**PROBLEM:** Should a line below contain the word "DataError", report it.

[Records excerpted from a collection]
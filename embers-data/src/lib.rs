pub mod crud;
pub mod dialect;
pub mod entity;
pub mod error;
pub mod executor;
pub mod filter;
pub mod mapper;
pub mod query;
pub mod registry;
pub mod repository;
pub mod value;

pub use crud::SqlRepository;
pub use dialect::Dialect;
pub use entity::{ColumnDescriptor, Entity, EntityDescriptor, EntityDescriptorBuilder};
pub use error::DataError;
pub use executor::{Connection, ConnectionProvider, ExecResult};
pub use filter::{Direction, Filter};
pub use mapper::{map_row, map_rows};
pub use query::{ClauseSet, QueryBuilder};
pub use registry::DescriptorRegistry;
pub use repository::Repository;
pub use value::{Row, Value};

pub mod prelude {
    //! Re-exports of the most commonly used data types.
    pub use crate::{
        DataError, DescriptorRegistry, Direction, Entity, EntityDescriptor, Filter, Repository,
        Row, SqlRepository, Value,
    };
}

**THE ANSWER:**
pub use error::DataError;
        DataError, DescriptorRegistry, Direction, Entity, EntityDescriptor, Filter, Repository,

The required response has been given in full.